- Work order
Every line below that has the word "lookups" counts once; report how many lines that makes, with no other words.

§

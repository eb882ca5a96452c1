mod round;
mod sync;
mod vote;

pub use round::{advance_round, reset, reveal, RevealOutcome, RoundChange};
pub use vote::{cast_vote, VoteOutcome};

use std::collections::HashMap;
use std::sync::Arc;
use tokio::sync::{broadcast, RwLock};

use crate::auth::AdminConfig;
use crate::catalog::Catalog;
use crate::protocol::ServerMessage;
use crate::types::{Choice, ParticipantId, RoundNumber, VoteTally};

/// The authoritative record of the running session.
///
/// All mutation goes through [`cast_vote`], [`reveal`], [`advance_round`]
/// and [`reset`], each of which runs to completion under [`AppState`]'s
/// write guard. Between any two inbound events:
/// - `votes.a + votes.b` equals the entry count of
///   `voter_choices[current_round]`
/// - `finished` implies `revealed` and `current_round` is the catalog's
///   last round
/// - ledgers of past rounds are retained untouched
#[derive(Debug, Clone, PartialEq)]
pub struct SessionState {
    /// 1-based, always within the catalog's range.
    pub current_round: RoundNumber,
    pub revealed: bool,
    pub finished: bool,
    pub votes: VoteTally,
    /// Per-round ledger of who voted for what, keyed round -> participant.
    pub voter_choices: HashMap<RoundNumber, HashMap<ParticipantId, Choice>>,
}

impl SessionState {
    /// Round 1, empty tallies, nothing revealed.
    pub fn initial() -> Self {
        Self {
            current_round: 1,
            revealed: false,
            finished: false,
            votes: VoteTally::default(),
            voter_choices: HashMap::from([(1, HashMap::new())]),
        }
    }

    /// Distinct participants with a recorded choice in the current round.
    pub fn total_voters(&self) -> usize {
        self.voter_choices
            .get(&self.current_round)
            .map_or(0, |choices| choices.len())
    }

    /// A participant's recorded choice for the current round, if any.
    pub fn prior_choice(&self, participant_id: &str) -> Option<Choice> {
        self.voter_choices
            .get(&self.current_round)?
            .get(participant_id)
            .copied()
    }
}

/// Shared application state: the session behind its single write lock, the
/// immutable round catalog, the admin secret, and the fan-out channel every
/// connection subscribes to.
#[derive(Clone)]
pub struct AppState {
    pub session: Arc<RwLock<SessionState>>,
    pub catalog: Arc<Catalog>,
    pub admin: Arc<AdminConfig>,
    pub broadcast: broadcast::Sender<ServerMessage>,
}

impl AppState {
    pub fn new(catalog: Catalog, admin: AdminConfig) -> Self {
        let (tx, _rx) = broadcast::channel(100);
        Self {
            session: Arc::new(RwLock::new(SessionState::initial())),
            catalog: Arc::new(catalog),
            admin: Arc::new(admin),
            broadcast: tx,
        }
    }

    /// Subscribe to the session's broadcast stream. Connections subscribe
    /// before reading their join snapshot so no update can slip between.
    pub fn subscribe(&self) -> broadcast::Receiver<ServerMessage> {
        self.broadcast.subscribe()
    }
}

§

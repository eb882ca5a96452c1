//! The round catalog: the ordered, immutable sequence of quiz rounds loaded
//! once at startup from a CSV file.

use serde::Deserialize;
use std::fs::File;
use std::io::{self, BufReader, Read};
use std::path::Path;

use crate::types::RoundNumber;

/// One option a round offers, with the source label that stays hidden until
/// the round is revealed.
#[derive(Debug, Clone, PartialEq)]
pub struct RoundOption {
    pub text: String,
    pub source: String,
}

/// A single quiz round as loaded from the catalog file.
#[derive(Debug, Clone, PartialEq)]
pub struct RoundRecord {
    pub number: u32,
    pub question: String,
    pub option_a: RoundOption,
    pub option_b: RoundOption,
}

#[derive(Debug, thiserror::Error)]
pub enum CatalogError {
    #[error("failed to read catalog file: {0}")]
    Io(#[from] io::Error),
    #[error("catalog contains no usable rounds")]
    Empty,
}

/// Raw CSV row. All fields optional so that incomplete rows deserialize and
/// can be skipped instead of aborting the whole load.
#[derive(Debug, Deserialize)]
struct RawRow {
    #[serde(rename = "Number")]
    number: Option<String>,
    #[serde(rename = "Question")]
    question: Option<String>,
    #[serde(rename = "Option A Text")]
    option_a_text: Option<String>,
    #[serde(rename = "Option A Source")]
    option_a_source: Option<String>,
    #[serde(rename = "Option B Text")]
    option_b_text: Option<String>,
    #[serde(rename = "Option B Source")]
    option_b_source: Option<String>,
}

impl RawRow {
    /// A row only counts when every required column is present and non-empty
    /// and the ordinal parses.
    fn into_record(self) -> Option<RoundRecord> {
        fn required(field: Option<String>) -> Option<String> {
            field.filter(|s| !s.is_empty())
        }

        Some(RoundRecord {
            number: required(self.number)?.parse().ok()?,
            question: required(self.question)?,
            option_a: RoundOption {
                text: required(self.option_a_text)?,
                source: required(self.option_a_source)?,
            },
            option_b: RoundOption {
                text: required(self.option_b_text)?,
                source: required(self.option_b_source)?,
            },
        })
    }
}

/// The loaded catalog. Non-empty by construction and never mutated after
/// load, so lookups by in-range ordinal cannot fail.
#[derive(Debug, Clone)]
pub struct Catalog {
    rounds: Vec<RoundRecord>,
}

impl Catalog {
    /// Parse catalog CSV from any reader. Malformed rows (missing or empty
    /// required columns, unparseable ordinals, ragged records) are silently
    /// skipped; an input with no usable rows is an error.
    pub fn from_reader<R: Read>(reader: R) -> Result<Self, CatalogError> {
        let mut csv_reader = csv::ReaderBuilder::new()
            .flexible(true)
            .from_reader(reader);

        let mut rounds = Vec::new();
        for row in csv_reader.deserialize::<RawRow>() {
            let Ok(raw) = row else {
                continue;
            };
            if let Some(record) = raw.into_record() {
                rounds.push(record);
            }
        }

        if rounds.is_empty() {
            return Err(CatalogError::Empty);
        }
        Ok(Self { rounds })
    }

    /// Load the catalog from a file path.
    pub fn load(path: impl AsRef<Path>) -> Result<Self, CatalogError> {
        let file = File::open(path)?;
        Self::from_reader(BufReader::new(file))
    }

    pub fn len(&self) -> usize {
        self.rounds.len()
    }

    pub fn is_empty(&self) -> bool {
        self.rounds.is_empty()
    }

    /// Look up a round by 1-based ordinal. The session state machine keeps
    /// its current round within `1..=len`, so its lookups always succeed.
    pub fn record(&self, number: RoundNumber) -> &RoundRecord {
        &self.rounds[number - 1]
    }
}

§

- Task response
2